** Opening Given data block **

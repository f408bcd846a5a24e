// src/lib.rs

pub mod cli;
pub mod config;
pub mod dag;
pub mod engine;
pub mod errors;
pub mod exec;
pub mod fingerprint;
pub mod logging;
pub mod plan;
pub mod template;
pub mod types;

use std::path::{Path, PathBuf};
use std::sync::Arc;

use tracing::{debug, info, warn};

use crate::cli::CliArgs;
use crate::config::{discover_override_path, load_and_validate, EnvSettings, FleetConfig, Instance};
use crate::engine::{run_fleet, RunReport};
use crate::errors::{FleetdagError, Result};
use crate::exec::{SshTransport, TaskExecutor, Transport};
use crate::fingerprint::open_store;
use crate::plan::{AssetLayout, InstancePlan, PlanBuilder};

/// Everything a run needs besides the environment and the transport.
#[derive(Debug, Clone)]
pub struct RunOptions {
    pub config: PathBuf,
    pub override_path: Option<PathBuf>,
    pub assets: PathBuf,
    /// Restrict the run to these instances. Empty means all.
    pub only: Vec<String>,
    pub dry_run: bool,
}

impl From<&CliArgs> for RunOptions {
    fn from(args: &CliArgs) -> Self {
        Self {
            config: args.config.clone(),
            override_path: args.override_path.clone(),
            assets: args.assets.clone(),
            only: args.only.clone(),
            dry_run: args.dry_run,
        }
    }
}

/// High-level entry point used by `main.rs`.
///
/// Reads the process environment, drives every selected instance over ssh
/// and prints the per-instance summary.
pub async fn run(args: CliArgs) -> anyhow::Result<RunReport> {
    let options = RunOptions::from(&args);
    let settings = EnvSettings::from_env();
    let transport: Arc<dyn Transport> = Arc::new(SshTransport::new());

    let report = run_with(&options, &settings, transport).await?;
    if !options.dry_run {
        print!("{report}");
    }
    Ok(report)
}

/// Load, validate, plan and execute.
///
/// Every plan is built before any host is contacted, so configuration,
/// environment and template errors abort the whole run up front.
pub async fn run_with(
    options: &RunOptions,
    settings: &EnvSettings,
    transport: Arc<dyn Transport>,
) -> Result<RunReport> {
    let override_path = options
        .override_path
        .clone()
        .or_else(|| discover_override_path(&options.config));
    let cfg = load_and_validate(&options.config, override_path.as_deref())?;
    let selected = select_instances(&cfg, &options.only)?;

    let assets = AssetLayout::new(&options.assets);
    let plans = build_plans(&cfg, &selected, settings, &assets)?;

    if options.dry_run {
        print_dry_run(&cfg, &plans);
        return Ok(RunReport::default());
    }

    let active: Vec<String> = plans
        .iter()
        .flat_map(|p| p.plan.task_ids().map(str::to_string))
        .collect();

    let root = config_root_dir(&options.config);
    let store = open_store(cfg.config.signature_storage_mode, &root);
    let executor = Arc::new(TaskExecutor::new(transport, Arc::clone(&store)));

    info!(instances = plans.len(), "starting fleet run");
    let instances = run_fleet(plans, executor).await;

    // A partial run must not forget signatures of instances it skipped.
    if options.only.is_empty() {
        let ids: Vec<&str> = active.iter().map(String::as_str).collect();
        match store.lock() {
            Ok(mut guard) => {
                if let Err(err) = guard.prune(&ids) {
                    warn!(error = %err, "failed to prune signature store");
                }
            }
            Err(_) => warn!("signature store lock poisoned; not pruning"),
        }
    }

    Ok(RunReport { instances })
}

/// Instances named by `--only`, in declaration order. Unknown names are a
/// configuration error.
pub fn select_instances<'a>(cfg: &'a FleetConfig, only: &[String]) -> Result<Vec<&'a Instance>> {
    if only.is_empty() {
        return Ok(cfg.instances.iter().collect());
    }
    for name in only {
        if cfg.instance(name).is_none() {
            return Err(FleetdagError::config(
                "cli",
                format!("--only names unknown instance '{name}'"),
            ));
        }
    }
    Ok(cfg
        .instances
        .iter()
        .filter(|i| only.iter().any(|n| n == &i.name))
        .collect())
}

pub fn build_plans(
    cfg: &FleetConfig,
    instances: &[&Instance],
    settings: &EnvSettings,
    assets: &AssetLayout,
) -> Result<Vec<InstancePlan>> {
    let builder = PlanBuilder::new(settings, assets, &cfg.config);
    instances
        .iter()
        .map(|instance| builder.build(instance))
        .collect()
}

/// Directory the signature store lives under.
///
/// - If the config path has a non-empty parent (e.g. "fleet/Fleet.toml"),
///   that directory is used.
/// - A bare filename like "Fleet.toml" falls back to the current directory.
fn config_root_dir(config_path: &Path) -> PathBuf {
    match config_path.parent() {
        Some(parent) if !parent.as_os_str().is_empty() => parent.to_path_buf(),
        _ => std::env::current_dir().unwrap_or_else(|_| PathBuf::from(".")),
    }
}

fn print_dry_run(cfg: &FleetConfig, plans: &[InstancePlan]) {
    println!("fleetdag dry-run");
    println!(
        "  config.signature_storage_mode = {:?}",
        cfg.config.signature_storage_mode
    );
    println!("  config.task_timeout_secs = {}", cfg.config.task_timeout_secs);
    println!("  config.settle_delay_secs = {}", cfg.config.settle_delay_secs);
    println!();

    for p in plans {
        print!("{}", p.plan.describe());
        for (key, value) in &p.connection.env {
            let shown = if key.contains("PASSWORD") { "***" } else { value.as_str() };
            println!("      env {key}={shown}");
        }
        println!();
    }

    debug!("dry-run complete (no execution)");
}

** Closing Given data block **

*Task directions*:
Each line of the data that has the string "AssetLayout" should be returned.

*Task result*:
use crate::plan::{AssetLayout, InstancePlan, PlanBuilder};
    let assets = AssetLayout::new(&options.assets);
    assets: &AssetLayout,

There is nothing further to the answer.